Now I’m a week of play deeper into No Man’s Sky, its obvious strengths and equally prominent flaws can be pretty clearly defined. Despite this, it’s a hugely difficult game to assess. As I mentioned in my earlier diary entry I find myself vacillating between really enjoying it and being bored to tears with it at different times. Can playing a video game reflect a player’s mood? (If so, in No Man’s Sky we have perhaps the most psychologically incisive game to date.)
Some less philosophical considerations first though: it soon becomes apparent after playing for long enough that No Man’s Sky’s box of tricks is really only a box of trick, singular. That trick – the gigantic universe and its procedurally generated planets and life forms – is a technical marvel, but ends up perhaps being slightly transparent after a while. Make no mistake; you’ll make visits to plenty of similar rocky, scrub-covered planets and have encounters with a bunch of mismatched paint-by-numbers creatures that look like they could never exist in nature (quadrupeds with a pair of chunky rhino front legs and spindly deer back legs seem to be particularly prevalent in my part of the galaxy).

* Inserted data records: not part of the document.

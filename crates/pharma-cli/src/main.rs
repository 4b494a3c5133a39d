//! # pharma CLI entry point
//!
//! Parses command-line arguments, assembles the page from configuration,
//! and dispatches to subcommand handlers.

use std::path::PathBuf;
use std::process::ExitCode;

use clap::{Parser, Subcommand};
use tracing_subscriber::EnvFilter;

use pharma_cli::action::{run_action, ActionCommand};
use pharma_cli::context::{build_page, load_config, OutputOptions};
use pharma_cli::dashboard::{
    route_table, run_catalogue, run_dashboard, run_users, CatalogueArgs, DashboardArgs, UsersArgs,
};
use pharma_cli::EXIT_OK;

/// Pharma supply-chain front end.
///
/// Registers accounts, creates and moves medicine records through the
/// supply chain, and shows the role dashboards.
#[derive(Parser, Debug)]
#[command(name = "pharma", version, about, long_about = None)]
struct Cli {
    /// Enable verbose output. Repeat for more verbosity (-v, -vv, -vvv).
    #[arg(short, long, action = clap::ArgAction::Count, global = true)]
    verbose: u8,

    /// Path to a YAML configuration file. Defaults to `PHARMA_*` variables.
    #[arg(long, global = true)]
    config: Option<PathBuf>,

    /// Print results as JSON.
    #[arg(long, global = true)]
    json: bool,

    /// Write the QR code of a created or bought medicine to this SVG file.
    #[arg(long, global = true)]
    qr_out: Option<PathBuf>,

    #[command(subcommand)]
    command: Commands,
}

#[derive(Subcommand, Debug)]
enum Commands {
    #[command(flatten)]
    Action(ActionCommand),

    /// Show a role dashboard.
    Dashboard(DashboardArgs),

    /// List medicine records, optionally filtered.
    Catalogue(CatalogueArgs),

    /// List registered users holding a role.
    Users(UsersArgs),

    /// List the front end's routes and the forms on each.
    Routes,
}

#[tokio::main]
async fn main() -> ExitCode {
    let cli = Cli::parse();

    let filter = match cli.verbose {
        0 => EnvFilter::new("warn"),
        1 => EnvFilter::new("info"),
        2 => EnvFilter::new("debug"),
        _ => EnvFilter::new("trace"),
    };

    tracing_subscriber::fmt()
        .with_env_filter(filter)
        .with_target(false)
        .with_writer(std::io::stderr)
        .init();

    match run(cli).await {
        Ok(code) => ExitCode::from(code),
        Err(e) => {
            tracing::error!("{e:#}");
            ExitCode::from(1)
        }
    }
}

async fn run(cli: Cli) -> anyhow::Result<u8> {
    if let Commands::Routes = cli.command {
        print!("{}", route_table());
        return Ok(EXIT_OK);
    }

    let config = load_config(cli.config.as_deref())?;
    let page = build_page(&config)?;
    let opts = OutputOptions {
        json: cli.json,
        qr_out: cli.qr_out,
    };

    match &cli.command {
        Commands::Action(command) => run_action(command, page, &opts).await,
        Commands::Dashboard(args) => run_dashboard(args, &page, &opts).await,
        Commands::Catalogue(args) => run_catalogue(args, &page, &opts).await,
        Commands::Users(args) => run_users(args, &page, &opts).await,
        Commands::Routes => Ok(EXIT_OK),
    }
}
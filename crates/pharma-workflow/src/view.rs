//! # View State
//!
//! Page-local state the renderer draws from: the form being edited, the
//! last-known status per record, and what the last action produced.
//! Nothing here outlives the page.

use std::collections::BTreeMap;

use pharma_client::Medicine;
use pharma_core::{ContentId, MedicineId, MedicineStatus, Route, TxHash};
use serde::Serialize;

use crate::actions::{Form, FormKind};
use crate::error::WorkflowError;

#[derive(Debug, Clone, Copy, PartialEq, Eq, Serialize)]
#[serde(rename_all = "lowercase")]
pub enum MessageLevel {
    Success,
    Error,
}

/// The banner shown after an action.
#[derive(Debug, Clone, PartialEq, Eq, Serialize)]
pub struct StatusMessage {
    pub level: MessageLevel,
    pub text: String,
}

/// What a successful action hands back to the view. `record` is only set
/// from a read taken after the action's write, so its status is current.
#[derive(Debug, Clone, Default, PartialEq, Eq)]
pub struct Settlement {
    pub message: String,
    pub transaction: Option<TxHash>,
    pub content: Option<ContentId>,
    pub document_link: Option<String>,
    pub record: Option<Medicine>,
    pub status: Option<(MedicineId, MedicineStatus)>,
    pub redirect: Option<Route>,
    pub qr_payload: Option<String>,
}

impl Settlement {
    pub fn message(text: impl Into<String>) -> Self {
        Self {
            message: text.into(),
            ..Self::default()
        }
    }
}

#[derive(Debug, Clone, Default, Serialize)]
#[serde(rename_all = "camelCase")]
pub struct ViewState {
    #[serde(skip)]
    form: Form,
    statuses: BTreeMap<MedicineId, MedicineStatus>,
    message: Option<StatusMessage>,
    last_transaction: Option<TxHash>,
    last_content: Option<ContentId>,
    document_link: Option<String>,
    record: Option<Medicine>,
    redirect: Option<Route>,
    qr_payload: Option<String>,
}

impl ViewState {
    pub fn new() -> Self {
        Self::default()
    }

    pub fn form(&self) -> &Form {
        &self.form
    }

    pub fn form_mut(&mut self) -> &mut Form {
        &mut self.form
    }

    pub fn status_of(&self, id: &MedicineId) -> Option<&MedicineStatus> {
        self.statuses.get(id)
    }

    pub fn statuses(&self) -> &BTreeMap<MedicineId, MedicineStatus> {
        &self.statuses
    }

    pub fn message(&self) -> Option<&StatusMessage> {
        self.message.as_ref()
    }

    pub fn last_transaction(&self) -> Option<&TxHash> {
        self.last_transaction.as_ref()
    }

    pub fn last_content(&self) -> Option<&ContentId> {
        self.last_content.as_ref()
    }

    pub fn document_link(&self) -> Option<&str> {
        self.document_link.as_deref()
    }

    pub fn record(&self) -> Option<&Medicine> {
        self.record.as_ref()
    }

    pub fn redirect(&self) -> Option<Route> {
        self.redirect
    }

    pub fn qr_payload(&self) -> Option<&str> {
        self.qr_payload.as_deref()
    }

    /// Fold a settled action in and clear the form. Everything the last
    /// action produced is replaced; only known statuses carry over.
    pub(crate) fn apply(&mut self, settlement: Settlement) {
        if let Some((id, status)) = settlement.status {
            self.statuses.insert(id, status);
        }
        if let Some(record) = &settlement.record {
            self.statuses.insert(record.id.clone(), record.current_status.clone());
        }
        self.message = Some(StatusMessage {
            level: MessageLevel::Success,
            text: settlement.message,
        });
        self.last_transaction = settlement.transaction;
        self.last_content = settlement.content;
        self.document_link = settlement.document_link;
        self.record = settlement.record;
        self.redirect = settlement.redirect;
        self.qr_payload = settlement.qr_payload;
        self.form.clear();
    }

    /// Show a failure. The form is kept so the user can correct and resubmit.
    pub(crate) fn show_error(&mut self, kind: FormKind, error: &WorkflowError) {
        self.message = Some(StatusMessage {
            level: MessageLevel::Error,
            text: format!("{}: {}", kind.failure_prefix(), error.user_message()),
        });
        self.redirect = None;
    }
}

#[cfg(test)]
mod tests {
    use super::*;

    #[test]
    fn apply_records_status_and_clears_form() {
        let mut view = ViewState::new();
        view.form_mut().set("medicineId", "7");
        let id = MedicineId::from_u64(7);
        view.apply(Settlement {
            status: Some((id.clone(), MedicineStatus::QualityChecked)),
            ..Settlement::message("done")
        });
        assert!(view.form().is_empty());
        assert_eq!(view.status_of(&id), Some(&MedicineStatus::QualityChecked));
        assert_eq!(view.message().unwrap().level, MessageLevel::Success);
    }

    #[test]
    fn each_settlement_replaces_the_last_outputs() {
        let mut view = ViewState::new();
        let id = MedicineId::from_u64(7);
        view.apply(Settlement {
            content: Some(ContentId::new("QmInvoice").unwrap()),
            document_link: Some("http://localhost:8080/ipfs/QmInvoice".into()),
            status: Some((id.clone(), MedicineStatus::QualityChecked)),
            ..Settlement::message("allocated")
        });
        view.apply(Settlement::message("shipped"));

        assert!(view.document_link().is_none());
        assert!(view.last_content().is_none());
        assert!(view.last_transaction().is_none());
        assert_eq!(view.status_of(&id), Some(&MedicineStatus::QualityChecked));
        assert_eq!(view.message().unwrap().text, "shipped");
    }

    #[test]
    fn error_keeps_form() {
        let mut view = ViewState::new();
        view.form_mut().set("medicineId", "7");
        view.show_error(FormKind::Verify, &WorkflowError::UserRejectedTransaction);
        assert!(!view.form().is_empty());
        let msg = view.message().unwrap();
        assert_eq!(msg.level, MessageLevel::Error);
        assert!(msg.text.starts_with("Failed to verify IPFS hashes: "));
    }

    #[test]
    fn serializes_without_form() {
        let mut view = ViewState::new();
        view.form_mut().set("password", "hunter2");
        let json = serde_json::to_string(&view).unwrap();
        assert!(!json.contains("hunter2"));
    }
}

But just as it’s all wearing you down, the game has a way of regularly throwing wonders and enjoyable surprises up, whether it’s a cool friendly creature, a fantastic view away to the horizon, or being terrifyingly hunted through an alien ocean by some new seriously scary-looking species of space-shark. Whatever else you might say about it, No Man’s Sky is surely one of the most screenshot-inducing games ever. And although a big percentage of those screenshots may be people capturing moments when the procedural generation cobbles something a bit laughable together, these still speak to the game at least doing something that’s interesting and unusual. In this way I think the game’s procedurally generated core has to be judged very much a success, and provides the vast bulk of the good, entertaining aspects of the game. The problem No Man’s Sky really has is: everything else.
A lot of potentially interesting systems to complement the key exploring are all in place – resource gathering, crafting, trading, combat, communicating with alien races – but all of them are either underdeveloped, poorly-implemented, annoying, or a combination thereof. Resources are distributed fairly uniformly – I was excited to land on a planet studded in enormous lumps of gold early in my journey, but soon discovered you can find these (or emeril lumps) on most planets, making tediously gathering piles of the stuff and flogging it the most reliable way of making money.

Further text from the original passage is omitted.